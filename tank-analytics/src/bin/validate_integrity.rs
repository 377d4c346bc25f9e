use anyhow::{bail, Result};
use std::{env, path::PathBuf, sync::Arc};
use tank_analytics::{
    config::AppConfig,
    observability,
    report::{
        report_root, run_analysis, run_notes, write_integrity_report, ReportAnalyzer,
        ReportSelection, RunContext,
    },
    sources::{discover_csv_files, TankCsvFileSource},
};

#[tokio::main]
async fn main() -> Result<()> {
    observability::init_tracing();

    let args: Vec<String> = env::args().collect();
    if args.len() < 2 {
        bail!("usage: validate_integrity <input_dir> [output_dir]");
    }
    let input_dir = PathBuf::from(&args[1]);

    let cfg = AppConfig::load()?;
    let settings = Arc::new(cfg.analysis.validate()?);
    cfg.pipeline.validate()?;
    let output_dir = args
        .get(2)
        .map(PathBuf::from)
        .unwrap_or_else(|| cfg.report.output_dir.clone());

    let files = discover_csv_files(&input_dir)
        .map_err(|e| anyhow::anyhow!("failed to scan '{}': {e}", input_dir.display()))?;

    let source = TankCsvFileSource::new(files);
    let file_reports = source.reports();
    let analyzer = ReportAnalyzer::new(settings.clone(), ReportSelection::INTEGRITY);
    let outcome = run_analysis(source, analyzer, &cfg.pipeline).await?;

    let files = file_reports.lock().await.clone();
    let input = input_dir.display().to_string();
    let notes = run_notes(
        &RunContext {
            input: &input,
            group: cfg.report.group.as_deref(),
            settings: &settings,
            files: &files,
        },
        &outcome,
    );

    let root = report_root(&output_dir, cfg.report.group.as_deref());
    write_integrity_report(&root.join("integrity"), &outcome, &notes)?;

    Ok(())
}
use std::{path::PathBuf, sync::Arc};

use async_stream::stream;
use futures::Stream;
use tank_domain::domain::Reading;
use time::{OffsetDateTime, UtcOffset};
use tokio::{
    fs::File,
    io::{AsyncBufReadExt, BufReader},
};

use crate::pipeline::{Envelope, PipelineError, Source};

/// Already-canonical readings, one JSON object per line.
///
/// ```text
/// {"timestamp":"2024-01-01T00:00:00Z","asset_id":"TK-1","level_percent":52.0}
/// ```
///
/// Malformed lines are reported as errors on the stream and skipped; blank
/// lines are ignored.
pub struct ReadingNdjsonFileSource {
    path: PathBuf,
}

#[derive(serde::Deserialize)]
struct IncomingReading {
    #[serde(alias = "ts", with = "time::serde::rfc3339")]
    timestamp: OffsetDateTime,
    #[serde(alias = "asset")]
    asset_id: String,
    #[serde(default, alias = "level_pct")]
    level_percent: Option<f64>,
    #[serde(default, alias = "level")]
    level_absolute: Option<f64>,
}

impl From<IncomingReading> for Reading {
    fn from(i: IncomingReading) -> Self {
        Reading {
            timestamp: i.timestamp.to_offset(UtcOffset::UTC),
            asset_id: i.asset_id.trim().to_string(),
            level_percent: i.level_percent,
            level_absolute: i.level_absolute,
        }
    }
}

impl ReadingNdjsonFileSource {
    pub fn new<P: Into<PathBuf>>(path: P) -> Self {
        Self { path: path.into() }
    }
}

#[async_trait::async_trait]
impl Source<Reading> for ReadingNdjsonFileSource {
    async fn stream(
        &self,
    ) -> std::pin::Pin<Box<dyn Stream<Item = Result<Envelope<Reading>, PipelineError>> + Send>> {
        let path = self.path.clone();
        let s = stream! {
            let origin: Arc<str> = Arc::from(path.display().to_string());
            let file = match File::open(&path).await {
                Ok(f) => f,
                Err(e) => {
                    yield Err(PipelineError::Source(format!("failed to open readings file: {e}")));
                    return;
                }
            };
            let mut lines = BufReader::new(file).lines();

            let mut line_no = 0_usize;
            loop {
                let line = match lines.next_line().await {
                    Ok(Some(line)) => line,
                    Ok(None) => break,
                    Err(e) => {
                        yield Err(PipelineError::Source(format!("failed to read readings line: {e}")));
                        break;
                    }
                };
                line_no += 1;
                if line.trim().is_empty() {
                    continue;
                }

                match serde_json::from_str::<IncomingReading>(&line) {
                    Ok(parsed) => yield Ok(Envelope::new(Reading::from(parsed), origin.clone())),
                    Err(e) => {
                        metrics::counter!("reading_ndjson_parse_errors_total").increment(1);
                        yield Err(PipelineError::Source(format!(
                            "failed to parse readings line {line_no}: {e}"
                        )));
                    }
                }
            }
        };

        Box::pin(s)
    }
}
use tracing_subscriber::EnvFilter;

/// Installs the global `fmt` subscriber. `RUST_LOG` directives win over the
/// crate default of `tank_analytics=info`.
pub fn init_tracing() {
    let mut filter = EnvFilter::from_default_env();
    if let Ok(directive) = "tank_analytics=info".parse() {
        filter = filter.add_directive(directive);
    }

    tracing_subscriber::fmt()
        .with_env_filter(filter)
        .with_target(false)
        .with_writer(std::io::stderr)
        .init();
}
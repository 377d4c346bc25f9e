use anyhow::{bail, Result};
use std::{env, path::PathBuf, sync::Arc};
use tank_analytics::{
    config::AppConfig,
    observability,
    report::{
        report_root, run_analysis, run_notes, write_integrity_report, write_tank_report,
        ReportAnalyzer, ReportSelection, RunContext,
    },
    sources::{discover_csv_files, TankCsvFileSource},
};

#[tokio::main]
async fn main() -> Result<()> {
    observability::init_tracing();

    let args: Vec<String> = env::args().collect();
    if args.len() < 2 {
        bail!("usage: tank-analytics <input_dir> [output_dir]");
    }
    let input_dir = PathBuf::from(&args[1]);

    // Point TANK_ANALYTICS_CONFIG at a TOML file to override the defaults.
    let cfg = AppConfig::load()?;
    let settings = Arc::new(cfg.analysis.validate()?);
    cfg.pipeline.validate()?;
    let output_dir = args
        .get(2)
        .map(PathBuf::from)
        .unwrap_or_else(|| cfg.report.output_dir.clone());

    let files = discover_csv_files(&input_dir)
        .map_err(|e| anyhow::anyhow!("failed to scan '{}': {e}", input_dir.display()))?;
    if files.is_empty() {
        tracing::warn!(input = %input_dir.display(), "no CSV files found");
    }

    let source = TankCsvFileSource::new(files);
    let file_reports = source.reports();
    let analyzer = ReportAnalyzer::new(settings.clone(), ReportSelection::ALL);
    let outcome = run_analysis(source, analyzer, &cfg.pipeline).await?;

    let files = file_reports.lock().await.clone();
    let input = input_dir.display().to_string();
    let notes = run_notes(
        &RunContext {
            input: &input,
            group: cfg.report.group.as_deref(),
            settings: &settings,
            files: &files,
        },
        &outcome,
    );

    let root = report_root(&output_dir, cfg.report.group.as_deref());
    write_integrity_report(&root.join("integrity"), &outcome, &notes)?;
    write_tank_report(&root.join("tank"), &outcome, &notes)?;

    Ok(())
}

══════════

- _Assignment_: Look through the listing above. Pick out each line with "yield" and copy it.

- _Written solution_:
                    yield Err(PipelineError::Source(format!("failed to open readings file: {e}")));
                        yield Err(PipelineError::Source(format!("failed to read readings line: {e}")));
                    Ok(parsed) => yield Ok(Envelope::new(Reading::from(parsed), origin.clone())),
                        yield Err(PipelineError::Source(format!(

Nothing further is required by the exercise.